É uma realidade incontestável que os media (entendidos aqui no


sentido restrito de órgãos de comunicação social) ocupam hoje um lugar
central na nossa sociedade. Isto deve-se ao peso da sua influência conjunta,
em particular daqueles que iremos caracterizar como os media dominantes,
mas, essencialmente, ao peso da televisão quer sobre a opinião pública quer
sobre os outros meios; à transformação dos media em geral num importante
ramo de negócios que implica vultuosos investimentos mas também capaz
de gerar enormes lucros, no que se refere às grandes empresas do sector; ao
enorme poder dos media – isto é, daqueles que têm o poder nos media –
sobre os políticos e as instituições políticas à escala nacional e mundial – o
que, aliás, provoca uma óbvia perversão no funcionamento da democracia.

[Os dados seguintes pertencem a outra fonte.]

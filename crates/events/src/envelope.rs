use chrono::{DateTime, SecondsFormat, Utc};
use serde::{Serialize, Serializer};
use serde_json::Value as JsonValue;

/// Body of an outbound webhook request: `{event, timestamp, data}`.
///
/// Field order is fixed by the struct. The bytes that get signed are exactly
/// the bytes that get sent, so callers must sign the output of
/// [`WebhookEnvelope::to_bytes`] and never re-serialize.
#[derive(Debug, Clone, PartialEq, Serialize)]
pub struct WebhookEnvelope {
    event: String,
    #[serde(serialize_with = "serialize_timestamp")]
    timestamp: DateTime<Utc>,
    data: JsonValue,
}

impl WebhookEnvelope {
    pub fn new(event: impl Into<String>, timestamp: DateTime<Utc>, data: JsonValue) -> Self {
        Self {
            event: event.into(),
            timestamp,
            data,
        }
    }

    /// Envelope stamped with the current time.
    pub fn now(event: impl Into<String>, data: JsonValue) -> Self {
        Self::new(event, Utc::now(), data)
    }

    pub fn event(&self) -> &str {
        &self.event
    }

    pub fn timestamp(&self) -> DateTime<Utc> {
        self.timestamp
    }

    pub fn data(&self) -> &JsonValue {
        &self.data
    }

    pub fn to_bytes(&self) -> Result<Vec<u8>, serde_json::Error> {
        serde_json::to_vec(self)
    }
}

fn serialize_timestamp<S: Serializer>(ts: &DateTime<Utc>, s: S) -> Result<S::Ok, S::Error> {
    s.serialize_str(&ts.to_rfc3339_opts(SecondsFormat::Millis, true))
}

Mas aquilo que nos pode parecer como evidente corre facilmente o
risco de ser, de algum modo, banalizado, ou, de uma forma mais ou menos
simplista, ser visto a preto e branco, ignorando as suas características
específicas, as suas contradições internas, as suas implicações diversas tanto
a montante com a juzante, incluindo, o que muitas vezes é esquecido, a nível
ideológico, o mesmo acontecendo também no que se refere às orientações do
trabalho de investigação neste domínio.
O que aqui propomos é o esboço – de que este capítulo I contém os
traços gerais – de uma introdução crítica à centralidade social dos media e
ao seu lugar e dos jornalistas na sociedade, levantando e problematizando
algumas questões que possam contribuir para uma maior e mais rigorosa
aproximação a esta temática, na dupla perspectiva do jornalismo e da
democracia e tendo em conta a realidade nacional.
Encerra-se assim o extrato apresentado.